No sabía si el Emperador, en lo profundo del palacio, había escuchado los desgarradores gritos de los ciudadanos de la Ciudad Dadu.

Si los hubiera escuchado…

no sabía qué pensaría, o si se arrepentiría de que su sospecha hubiera causado la pérdida de la lealtad de la familia Bai.

—Princesa Mayor…

—El Mayordomo Hao dio un paso adelante y llamó suavemente.

La mirada de la Princesa Mayor cayó sobre los guardias de la familia Bai, listos para partir, tomando un respiro profundo del frío invernal y habló:
—¡Vamos!

Bai Qingyan se volvió hacia la Niñera Tong:
—¡Los asuntos de la mansión quedan confiados a la Niñera Qin y la Niñera Tong!

La Niñera Qin y la Niñera Tong, con los ojos enrojecidos, se inclinaron en reconocimiento.

Bai Qingyan siguió al lado de su madre, la Sra.

Dong, bajando los altos escalones de la mansión del Duque de Zhen.

Su mirada se encontró involuntariamente con los profundos e insondables ojos de Xiao Rongyan.

A través de la nieve que caía, asintió ligeramente a Xiao Rongyan, agradeciéndole por venir a despedir a los héroes de la familia Bai.

Xiao Rongyan también asintió en respuesta.

La Princesa Mayor lideró primero, con las viudas de la familia Bai, siguiendo los ataúdes en la abundante nieve, caminando hacia el cementerio.

Nunca esperó a que la Niña se uniera a ella.

Xiao Rongyan, con solo un guardia y dos caballos, llevó las riendas y siguió la procesión fúnebre a paso lento.

Vio a los ciudadanos arrodillados a ambos lados de la larga calle levantarse y seguir a distancia detrás de la guardia de la familia Bai, llevando linternas y apoyándose unos a otros, llenos de emociones profundas.

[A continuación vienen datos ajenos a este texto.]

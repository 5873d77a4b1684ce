// src/db/memory_store.rs

use async_trait::async_trait;
use chrono::{DateTime, Utc};
use serde_json::{json, Value};
use std::{
    cmp::Ordering,
    collections::{HashMap, HashSet},
    sync::{Mutex, MutexGuard},
};
use uuid::Uuid;

use crate::{
    common::error::{AppError, AppResult},
    db::store::{DataStore, Filter, Query, Row, Table},
};

#[derive(Default)]
struct Inner {
    tables: HashMap<Table, Vec<Row>>,
    selects: HashMap<Table, usize>,
    writes: usize,
    failing: HashSet<Table>,
}

/// Implementação em memória do `DataStore`, para desenvolvimento local
/// (sem `DATABASE_URL`) e para os testes. Conta as consultas por tabela.
#[derive(Default)]
pub struct MemoryStore {
    inner: Mutex<Inner>,
}

impl MemoryStore {
    pub fn new() -> Self {
        Self::default()
    }

    fn lock(&self) -> MutexGuard<'_, Inner> {
        self.inner.lock().unwrap_or_else(|p| p.into_inner())
    }

    /// Insere linhas prontas, sem passar pelas regras de `insert`.
    pub fn seed(&self, table: Table, rows: impl IntoIterator<Item = Value>) {
        let mut inner = self.lock();
        let entries = inner.tables.entry(table).or_default();
        for row in rows {
            if let Value::Object(row) = row {
                entries.push(row);
            }
        }
    }

    /// Quantos `select` foram feitos na tabela.
    pub fn select_count(&self, table: Table) -> usize {
        self.lock().selects.get(&table).copied().unwrap_or(0)
    }

    pub fn total_selects(&self) -> usize {
        self.lock().selects.values().sum()
    }

    pub fn write_count(&self) -> usize {
        self.lock().writes
    }

    /// Faz toda operação na tabela falhar com `UpstreamError`.
    pub fn fail_table(&self, table: Table) {
        self.lock().failing.insert(table);
    }

    pub fn heal_table(&self, table: Table) {
        self.lock().failing.remove(&table);
    }

    pub fn rows(&self, table: Table) -> Vec<Row> {
        self.lock().tables.get(&table).cloned().unwrap_or_default()
    }

    fn check_failure(inner: &Inner, table: Table) -> AppResult<()> {
        if inner.failing.contains(&table) {
            return Err(AppError::UpstreamError(format!(
                "tabela {} indisponível",
                table.as_str()
            )));
        }
        Ok(())
    }
}

fn matches(row: &Row, filter: &Filter) -> bool {
    match filter {
        Filter::Eq(field, Value::Null) => row.get(field).is_none_or(Value::is_null),
        Filter::Eq(field, expected) => row.get(field).is_some_and(|v| same_value(v, expected)),
        Filter::In(field, values) => row
            .get(field)
            .is_some_and(|v| values.iter().any(|expected| same_value(v, expected))),
    }
}

fn same_value(a: &Value, b: &Value) -> bool {
    match (a, b) {
        // UUIDs podem chegar com maiúsculas de clientes antigos
        (Value::String(a), Value::String(b)) => a.eq_ignore_ascii_case(b),
        _ => a == b,
    }
}

fn compare(a: Option<&Value>, b: Option<&Value>) -> Ordering {
    let a = a.filter(|v| !v.is_null());
    let b = b.filter(|v| !v.is_null());
    match (a, b) {
        (None, None) => Ordering::Equal,
        // Nulos por último, como `NULLS LAST`
        (None, Some(_)) => Ordering::Greater,
        (Some(_), None) => Ordering::Less,
        (Some(a), Some(b)) => compare_values(a, b),
    }
}

fn compare_values(a: &Value, b: &Value) -> Ordering {
    match (a, b) {
        (Value::Number(a), Value::Number(b)) => a
            .as_f64()
            .partial_cmp(&b.as_f64())
            .unwrap_or(Ordering::Equal),
        (Value::Bool(a), Value::Bool(b)) => a.cmp(b),
        (Value::String(a), Value::String(b)) => {
            // Datas RFC 3339 com frações de tamanho variável não ordenam como texto.
            match (
                DateTime::parse_from_rfc3339(a),
                DateTime::parse_from_rfc3339(b),
            ) {
                (Ok(a), Ok(b)) => a.cmp(&b),
                _ => a.cmp(b),
            }
        }
        _ => a.to_string().cmp(&b.to_string()),
    }
}

#[async_trait]
impl DataStore for MemoryStore {
    async fn select(&self, table: Table, query: &Query) -> AppResult<Vec<Row>> {
        let mut inner = self.lock();
        *inner.selects.entry(table).or_default() += 1;
        Self::check_failure(&inner, table)?;

        let mut rows: Vec<Row> = inner
            .tables
            .get(&table)
            .map(|rows| {
                rows.iter()
                    .filter(|row| query.filters.iter().all(|f| matches(row, f)))
                    .cloned()
                    .collect()
            })
            .unwrap_or_default();

        if let Some(sort) = &query.order {
            rows.sort_by(|a, b| {
                let ordering = compare(a.get(&sort.field), b.get(&sort.field));
                if sort.ascending { ordering } else { ordering.reverse() }
            });
        }

        if let Some(limit) = query.limit {
            rows.truncate(limit);
        }

        Ok(rows)
    }

    async fn insert(&self, table: Table, mut row: Row) -> AppResult<Row> {
        let mut inner = self.lock();
        Self::check_failure(&inner, table)?;
        inner.writes += 1;

        let now = json!(Utc::now());
        if row.get("id").is_none_or(Value::is_null) {
            row.insert("id".into(), json!(Uuid::new_v4()));
        }
        if row.get("created_at").is_none_or(Value::is_null) {
            row.insert("created_at".into(), now.clone());
        }
        if table.tracks_updates() {
            row.insert("updated_at".into(), now);
        }

        inner.tables.entry(table).or_default().push(row.clone());
        Ok(row)
    }

    async fn update(&self, table: Table, id: Uuid, patch: Row) -> AppResult<Row> {
        let mut inner = self.lock();
        Self::check_failure(&inner, table)?;
        inner.writes += 1;

        let id = json!(id);
        let row = inner
            .tables
            .get_mut(&table)
            .and_then(|rows| rows.iter_mut().find(|r| r.get("id").is_some_and(|v| same_value(v, &id))))
            .ok_or(AppError::NotFound("Registro"))?;

        for (key, value) in patch {
            row.insert(key, value);
        }
        if table.tracks_updates() {
            row.insert("updated_at".into(), json!(Utc::now()));
        }

        Ok(row.clone())
    }

    async fn delete(&self, table: Table, id: Uuid) -> AppResult<()> {
        let mut inner = self.lock();
        Self::check_failure(&inner, table)?;
        inner.writes += 1;

        let id = json!(id);
        let rows = inner.tables.entry(table).or_default();
        let before = rows.len();
        rows.retain(|r| !r.get("id").is_some_and(|v| same_value(v, &id)));

        if rows.len() == before {
            return Err(AppError::NotFound("Registro"));
        }
        Ok(())
    }
}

Nunca había visto un funeral así en su vida.

No era para un rey…

sino más grande que un rey.

La procesión fúnebre salió por la puerta sur de la Ciudad Dadu.

El guardia de la puerta sur estaba de pie en la alta muralla, observando la larga calle llena de ciudadanos llevando linternas en ambos lados en la oscura y nevada noche, las cálidas linternas iluminando los más de veinte ataúdes, haciéndolos excepcionalmente notables en la oscuridad.

Afectado por los abrumadores gritos de los ciudadanos, las emociones del guardia surgieron, y las lágrimas fluyeron.

Sosteniendo la espada en su cintura, condujo a los soldados de la puerta abajo del muro, ordenando que se llamara a los soldados que descansaban en los cuarteles.

Viendo la línea de ataúdes acercándose lentamente, el guardia y los cientos de soldados de la puerta fuera de la puerta de la ciudad se arrodillaron sobre una rodilla, golpeando sus pechos con sus puños en saludo.

—¡Despedida al Rey de Zhen, Duque de Zhen, y a todos los generales!

Cientos de soldados realizaron las acciones al unísono, sus poderosas voces resonando como una, con el vigor de un campo de batalla.

El viaje fue largo, finalmente llegando al amanecer.

Entierro, cubriendo con tierra, inclinándose…

Bai Qingyan se paró frente a la lápida, con lágrimas corriendo mientras observaba cómo cada ataúd desaparecía de la vista, con el corazón roto.

A partir de ahora, el mundo ya no tendría al justo y heroico Duque de Zhen, ni…

a los diecisiete hijos de la familia Bai que fueron notables en Dadu.